For a duration of his time at Dartmouth, Sweet was also involved with student and faculty activists during a period of large scale layoffs.
Sometimes Sweet did not know what to think of the group, which included international students, people of color, individuals who identified as queer or transfolk, as well as their discussions using terms such as “microaggressions” and “intersectionality,” former Dartmouth professor Russell Rickford said.
“Nevertheless, Earl was an organizer, through and through,” Rickford said. “I imagine that his many years in the labor struggle taught him that you don’t turn away allies, no matter how curious or esoteric they might seem.”
Sweet’s alliance with students included one with the Students Stand with Staff founding members, history professor Annelise Orleck said. That community of students, faculty, union members, alumnis and retirees felt like a very positive version of the Dartmouth community, she said.
As a figure on campus, Sweet was a large and colorful personality, according to his colleagues. With tattooed arms, oversized suspenders and generous belly, Sweet evoked an earlier era of organized labor, Rickford said.

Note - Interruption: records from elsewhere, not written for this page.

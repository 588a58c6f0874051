use anyhow::Context;
use reqwest::blocking::multipart::{Form as MultipartForm, Part as MultipartPart};
use reqwest::blocking::{Client as HttpClient, Response as HttpResponse};
use serde_json::Value;
use thiserror::Error;
use vestis_contracts::search::{ImageAttachment, Query, SchemaError, SearchResponse};

use crate::config::GatewayConfig;

pub const ERROR_BODY_MAX_CHARS: usize = 512;

const TRANSPORT_USER_MESSAGE: &str =
    "Search failed: the search service could not be reached or sent an unreadable response.";

#[derive(Debug, Error)]
pub enum GatewayError {
    #[error("search backend rejected the request ({status}): {body}")]
    BackendRejected { status: u16, body: String },
    #[error("search backend unreachable: {0}")]
    Transport(String),
    #[error("search backend returned a malformed response: {0}")]
    Malformed(#[from] SchemaError),
}

impl GatewayError {
    pub fn kind(&self) -> &'static str {
        match self {
            Self::BackendRejected { .. } => "backend_rejected",
            Self::Transport(_) => "transport",
            Self::Malformed(_) => "malformed",
        }
    }

    pub fn status(&self) -> Option<u16> {
        match self {
            Self::BackendRejected { status, .. } => Some(*status),
            _ => None,
        }
    }

    /// Text shown to the user when a search fails. Transport and malformed
    /// failures share one generic message.
    pub fn user_message(&self) -> String {
        match self {
            Self::BackendRejected { status, body } => {
                let body = body.trim();
                if body.is_empty() {
                    format!("Search failed ({status})")
                } else {
                    format!(
                        "Search failed ({status}): {}",
                        truncate_text(body, ERROR_BODY_MAX_CHARS)
                    )
                }
            }
            Self::Transport(_) | Self::Malformed(_) => TRANSPORT_USER_MESSAGE.to_string(),
        }
    }
}

/// Issues one search for a query snapshot.
pub trait SearchGateway {
    fn send(&self, query: &Query) -> Result<SearchResponse, GatewayError>;
}

/// Multipart field as it goes on the wire.
#[derive(Debug, Clone, PartialEq)]
pub enum FormField {
    Message(String),
    Image {
        filename: String,
        mime_type: String,
        bytes: Vec<u8>,
    },
}

impl FormField {
    pub fn name(&self) -> &'static str {
        match self {
            Self::Message(_) => "message",
            Self::Image { .. } => "image",
        }
    }
}

/// `message` only when the trimmed text is non-empty, `image` only when attached.
pub fn search_form_fields(query: &Query) -> Vec<FormField> {
    let mut fields = Vec::new();
    if query.has_text() {
        fields.push(FormField::Message(query.trimmed_text().to_string()));
    }
    if let Some(image) = query.image() {
        fields.push(FormField::Image {
            filename: image.filename.clone(),
            mime_type: image_mime_type(image),
            bytes: image.bytes.clone(),
        });
    }
    fields
}

fn image_mime_type(image: &ImageAttachment) -> String {
    image
        .mime_type
        .clone()
        .or_else(|| {
            image::guess_format(&image.bytes)
                .ok()
                .map(|format| format.to_mime_type().to_string())
        })
        .unwrap_or_else(|| "application/octet-stream".to_string())
}

fn multipart_form(fields: Vec<FormField>) -> Result<MultipartForm, GatewayError> {
    let mut form = MultipartForm::new();
    for field in fields {
        form = match field {
            FormField::Message(text) => form.text("message", text),
            FormField::Image {
                filename,
                mime_type,
                bytes,
            } => {
                let part = MultipartPart::bytes(bytes)
                    .file_name(filename)
                    .mime_str(&mime_type)
                    .map_err(|err| {
                        GatewayError::Transport(format!(
                            "could not encode image part ({mime_type}): {err}"
                        ))
                    })?;
                form.part("image", part)
            }
        };
    }
    Ok(form)
}

/// Talks to the search backend over HTTP.
#[derive(Debug, Clone)]
pub struct HttpGateway {
    origin: String,
    http: HttpClient,
}

impl HttpGateway {
    pub fn new(config: &GatewayConfig) -> anyhow::Result<Self> {
        let http = HttpClient::builder()
            .timeout(config.request_timeout)
            .build()
            .context("failed to build search HTTP client")?;
        Ok(Self::with_client(config.origin.clone(), http))
    }

    pub fn with_client(origin: impl Into<String>, http: HttpClient) -> Self {
        Self {
            origin: origin.into().trim_end_matches('/').to_string(),
            http,
        }
    }

    pub fn origin(&self) -> &str {
        &self.origin
    }

    pub fn chat_endpoint(&self) -> String {
        format!("{}/api/chat", self.origin)
    }

    /// `GET /health`; true only for a 2xx `{"ok": true}` answer.
    pub fn health(&self) -> anyhow::Result<bool> {
        let endpoint = format!("{}/health", self.origin);
        let response = self
            .http
            .get(&endpoint)
            .send()
            .with_context(|| format!("health check failed ({endpoint})"))?;
        if !response.status().is_success() {
            return Ok(false);
        }
        let payload: Value = response
            .json()
            .context("health check returned invalid JSON")?;
        Ok(payload.get("ok").and_then(Value::as_bool).unwrap_or(false))
    }
}

impl SearchGateway for HttpGateway {
    fn send(&self, query: &Query) -> Result<SearchResponse, GatewayError> {
        let endpoint = self.chat_endpoint();
        let form = multipart_form(search_form_fields(query))?;
        let response = self
            .http
            .post(&endpoint)
            .multipart(form)
            .send()
            .map_err(|err| GatewayError::Transport(format!("POST {endpoint} failed: {err}")))?;
        search_response_or_error(response)
    }
}

fn search_response_or_error(response: HttpResponse) -> Result<SearchResponse, GatewayError> {
    let status = response.status();
    if !status.is_success() {
        let body = response.text().unwrap_or_default();
        return Err(GatewayError::BackendRejected {
            status: status.as_u16(),
            body,
        });
    }
    let body = response
        .text()
        .map_err(|err| GatewayError::Transport(format!("search response body read failed: {err}")))?;
    Ok(SearchResponse::from_json_str(&body)?)
}

pub fn truncate_text(value: &str, max_chars: usize) -> String {
    if value.chars().count() <= max_chars {
        return value.to_string();
    }
    value.chars().take(max_chars).collect::<String>() + "…"
}

#[cfg(test)]
pub(crate) mod test_server {
    use std::io::{Read, Write};
    use std::net::{TcpListener, TcpStream};
    use std::thread::{self, JoinHandle};
    use std::time::Duration;

    use reqwest::blocking::Client as HttpClient;

    /// Answers exactly one HTTP request with a canned response and hands back
    /// the raw request text it received.
    pub(crate) fn serve_once(
        status_line: &'static str,
        content_type: &'static str,
        body: Vec<u8>,
    ) -> anyhow::Result<(String, JoinHandle<String>)> {
        let listener = TcpListener::bind("127.0.0.1:0")?;
        let origin = format!("http://{}", listener.local_addr()?);
        let handle = thread::spawn(move || {
            let Ok((mut stream, _)) = listener.accept() else {
                return String::new();
            };
            let _ = stream.set_read_timeout(Some(Duration::from_secs(5)));
            let request = read_request(&mut stream);
            let head = format!(
                "HTTP/1.1 {status_line}\r\nContent-Type: {content_type}\r\nContent-Length: {}\r\nConnection: close\r\n\r\n",
                body.len()
            );
            let _ = stream.write_all(head.as_bytes());
            let _ = stream.write_all(&body);
            let _ = stream.flush();
            request
        });
        Ok((origin, handle))
    }

    /// An origin nothing is listening on.
    pub(crate) fn closed_origin() -> anyhow::Result<String> {
        let listener = TcpListener::bind("127.0.0.1:0")?;
        let origin = format!("http://{}", listener.local_addr()?);
        drop(listener);
        Ok(origin)
    }

    pub(crate) fn local_client() -> anyhow::Result<HttpClient> {
        Ok(HttpClient::builder()
            .no_proxy()
            .timeout(Duration::from_secs(10))
            .build()?)
    }

    fn read_request(stream: &mut TcpStream) -> String {
        let mut buf = Vec::new();
        let mut chunk = [0u8; 4096];
        loop {
            let read = match stream.read(&mut chunk) {
                Ok(0) | Err(_) => break,
                Ok(read) => read,
            };
            buf.extend_from_slice(&chunk[..read]);
            if request_complete(&buf) {
                break;
            }
        }
        String::from_utf8_lossy(&buf).to_string()
    }

    fn request_complete(buf: &[u8]) -> bool {
        let Some(header_end) = buf.windows(4).position(|window| window == b"\r\n\r\n") else {
            return false;
        };
        let headers = String::from_utf8_lossy(&buf[..header_end]).to_ascii_lowercase();
        let body_len = buf.len() - (header_end + 4);
        if let Some(expected) = headers
            .lines()
            .find_map(|line| line.strip_prefix("content-length:"))
            .and_then(|value| value.trim().parse::<usize>().ok())
        {
            return body_len >= expected;
        }
        if headers.contains("transfer-encoding: chunked") {
            return buf.ends_with(b"0\r\n\r\n");
        }
        true
    }
}
mod query;
mod response;

pub use query::{ImageAttachment, Query};
pub use response::{
    IntermediateQuery, Plan, PlanWeights, ResultItem, SchemaError, SearchResponse, SessionSummary,
};
use std::collections::BTreeMap;

use serde_json::Value;

use super::command_registry::{
    CommandSpec, DEBUG_TAB_COMMANDS, NO_ARG_COMMANDS, RAW_ARG_COMMANDS, SINGLE_PATH_COMMANDS,
};

/// One parsed line of chat input.
///
/// Plain text becomes a `search` intent carrying the text; slash commands map
/// to the actions in the command registry.
#[derive(Debug, Clone, PartialEq)]
pub struct Intent {
    pub action: String,
    pub raw: String,
    pub text: Option<String>,
    pub command_args: BTreeMap<String, Value>,
}

impl Intent {
    fn new(action: &str, raw: &str) -> Self {
        Self {
            action: action.to_string(),
            raw: raw.to_string(),
            text: None,
            command_args: BTreeMap::new(),
        }
    }

    pub fn arg_str(&self, key: &str) -> Option<&str> {
        self.command_args
            .get(key)
            .and_then(Value::as_str)
            .map(str::trim)
            .filter(|value| !value.is_empty())
    }
}

fn find_action(command: &str, specs: &[CommandSpec]) -> Option<&'static str> {
    specs
        .iter()
        .find(|spec| spec.command == command)
        .map(|spec| spec.action)
}

fn parse_path_args(arg: &str) -> Vec<String> {
    if arg.trim().is_empty() {
        return Vec::new();
    }
    match shell_words::split(arg) {
        Ok(parts) => parts
            .into_iter()
            .filter(|value| !value.is_empty())
            .collect(),
        Err(_) => arg
            .split_whitespace()
            .map(str::to_string)
            .filter(|value| !value.is_empty())
            .collect(),
    }
}

fn parse_single_path_arg(arg: &str) -> String {
    parse_path_args(arg).join(" ")
}

pub fn parse_intent(text: &str) -> Intent {
    let raw_trimmed = text.trim();
    if raw_trimmed.is_empty() {
        return Intent::new("noop", text);
    }

    if let Some(slash_tail) = raw_trimmed.strip_prefix('/') {
        let command_len = slash_tail
            .chars()
            .take_while(|ch| ch.is_ascii_alphanumeric() || *ch == '_')
            .count();
        if command_len > 0 {
            let command = slash_tail[..command_len].to_ascii_lowercase();
            let arg = slash_tail[command_len..].trim();

            if let Some(action) = find_action(&command, RAW_ARG_COMMANDS) {
                let mut intent = Intent::new(action, text);
                intent
                    .command_args
                    .insert("value".to_string(), Value::String(arg.to_string()));
                return intent;
            }

            if let Some(tab) = find_action(&command, DEBUG_TAB_COMMANDS) {
                let mut intent = Intent::new("set_debug_tab", text);
                intent
                    .command_args
                    .insert("tab".to_string(), Value::String(tab.to_string()));
                return intent;
            }

            if let Some(action) = find_action(&command, SINGLE_PATH_COMMANDS) {
                let mut intent = Intent::new(action, text);
                intent.command_args.insert(
                    "path".to_string(),
                    Value::String(parse_single_path_arg(arg)),
                );
                return intent;
            }

            if let Some(action) = find_action(&command, NO_ARG_COMMANDS) {
                return Intent::new(action, text);
            }

            let mut intent = Intent::new("unknown", text);
            intent
                .command_args
                .insert("command".to_string(), Value::String(command));
            intent
                .command_args
                .insert("arg".to_string(), Value::String(arg.to_string()));
            return intent;
        }
    }

    let mut intent = Intent::new("search", text);
    intent.text = Some(raw_trimmed.to_string());
    intent
}
fn print_session(session: &SearchSession<HttpGateway>, grid: Option<&ResultGrid>) {
    match session.state() {
        SessionState::Failed { message } => println!("{message}"),
        SessionState::Ready(_) => {
            if let Some(summary) = session.summary() {
                println!("{}", render_summary(&summary));
            }
            if let Some(grid) = grid {
                println!("{}", render_grid(grid));
            }
        }
        other => println!("State: {}", other.kind()),
    }
}

fn render_summary(summary: &SessionSummary) -> String {
    let top = summary
        .top_score
        .map(format_score)
        .unwrap_or_else(|| "-".to_string());
    format!(
        "Query used: {} | results: {} | top score: {}",
        summary.query_used, summary.result_count, top
    )
}

fn render_grid(grid: &ResultGrid) -> String {
    if let Some(empty) = grid.empty_state() {
        return empty.to_string();
    }
    let mut lines = Vec::new();
    for (idx, card) in grid.cards().enumerate() {
        lines.push(format!(
            "{:>2}. [{}] {}  {}",
            idx + 1,
            card.score_label(),
            card.product_id(),
            card.description_label()
        ));
        let image = card_image_label(&card.loader().view(), card.loader().state());
        match card.image_path_line() {
            Some(path) => lines.push(format!("      {path} ({image})")),
            None => lines.push(format!("      ({image})")),
        }
    }
    lines.join("\n")
}

fn card_image_label(view: &CardImage, state: ImageLoadState) -> String {
    match view {
        CardImage::Image(url) => format!("loaded: {url}"),
        CardImage::Skeleton if state == ImageLoadState::Loading => "loading...".to_string(),
        CardImage::Skeleton => "not loaded".to_string(),
        CardImage::Placeholder => vestis_engine::NO_IMAGE_LABEL.to_string(),
    }
}

fn render_debug(projector: &DebugProjector, data: Option<&SearchResponse>) -> String {
    let view = projector.render(data);
    match view {
        DebugView::Hidden => String::new(),
        _ => format!(
            "── Debug · {} ──\n{}",
            projector.active_tab().label(),
            view
        ),
    }
}

fn log_image_outcomes(events: Option<&EventWriter>, outcomes: &[ImageOutcome]) {
    for outcome in outcomes {
        let event_type = if outcome.state == ImageLoadState::Loaded {
            "image_loaded"
        } else {
            "image_broken"
        };
        log_event(
            events,
            event_type,
            json!({
                "product_id": outcome.product_id,
                "error": outcome.error,
            }),
        );
    }
}

fn log_event(events: Option<&EventWriter>, event_type: &str, payload: Value) {
    let Some(events) = events else {
        return;
    };
    let payload = match payload {
        Value::Object(map) => map,
        _ => Map::new(),
    };
    events.emit_lossy(event_type, payload);
}
#[derive(Clone, Copy, Debug)]
pub(crate) struct CommandSpec {
    pub command: &'static str,
    pub action: &'static str,
}

pub(crate) const RAW_ARG_COMMANDS: &[CommandSpec] = &[CommandSpec {
    command: "origin",
    action: "set_origin",
}];

pub(crate) const DEBUG_TAB_COMMANDS: &[CommandSpec] = &[
    CommandSpec {
        command: "plan",
        action: "plan",
    },
    CommandSpec {
        command: "raw",
        action: "raw",
    },
];

pub(crate) const SINGLE_PATH_COMMANDS: &[CommandSpec] = &[CommandSpec {
    command: "image",
    action: "attach_image",
}];

pub(crate) const NO_ARG_COMMANDS: &[CommandSpec] = &[
    CommandSpec {
        command: "search",
        action: "submit",
    },
    CommandSpec {
        command: "clear_image",
        action: "clear_image",
    },
    CommandSpec {
        command: "reset",
        action: "reset",
    },
    CommandSpec {
        command: "debug",
        action: "toggle_debug",
    },
    CommandSpec {
        command: "esc",
        action: "escape",
    },
    CommandSpec {
        command: "images",
        action: "load_images",
    },
    CommandSpec {
        command: "summary",
        action: "summary",
    },
    CommandSpec {
        command: "health",
        action: "health",
    },
    CommandSpec {
        command: "help",
        action: "help",
    },
    CommandSpec {
        command: "quit",
        action: "quit",
    },
    CommandSpec {
        command: "exit",
        action: "quit",
    },
];

pub const CHAT_HELP_COMMANDS: &[&str] = &[
    "/search",
    "/image",
    "/clear_image",
    "/reset",
    "/debug",
    "/plan",
    "/raw",
    "/esc",
    "/images",
    "/summary",
    "/origin",
    "/health",
    "/help",
    "/quit",
];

His union hat covered with pins and his truck covered with labor movement bumper stickers, including one that said, “The Labor Movement: The Folks Who Brought You the Weekend,” according to Orleck, were two of Sweet’s characteristic items. Peck said that he had taken the hat back with him from Sweet’s home after he had passed, and planned to put the hat in a box to display in the office. The truck went to Sweet’s daughter.
“Everybody knows that truck — you can’t help it, with that license plate and all of those stickers,” White said. “He was a big man around here and I didn’t realize how big of a man he was until now.”